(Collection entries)
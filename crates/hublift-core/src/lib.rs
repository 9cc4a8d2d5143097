//! Core utilities and types shared across all Hublift crates

pub mod config;
pub mod error;
pub mod jobs;
pub mod types;

// Re-export commonly used types
pub use config::*;
pub use error::*;
pub use jobs::*;
pub use types::*;

// Re-export external dependencies
pub use async_trait;
pub use chrono;
pub use serde;
pub use serde_json;
pub use thiserror;
pub use tracing;

// Re-export standard datetime type for use across all crates
pub use types::UtcDateTime;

● **Exercise objective**
Each line of the records above should be copied exactly.

● **Written solution**
filename crates/hublift-core/src/lib.rs
repository 9cc4a8d2d5143097
//! Core utilities and types shared across all Hublift crates

pub mod config;
pub mod error;
pub mod jobs;
pub mod types;

// Re-export commonly used types
pub use config::*;
pub use error::*;
pub use jobs::*;
pub use types::*;

// Re-export external dependencies
pub use async_trait;
pub use chrono;
pub use serde;
pub use serde_json;
pub use thiserror;
pub use tracing;

// Re-export standard datetime type for use across all crates
pub use types::UtcDateTime;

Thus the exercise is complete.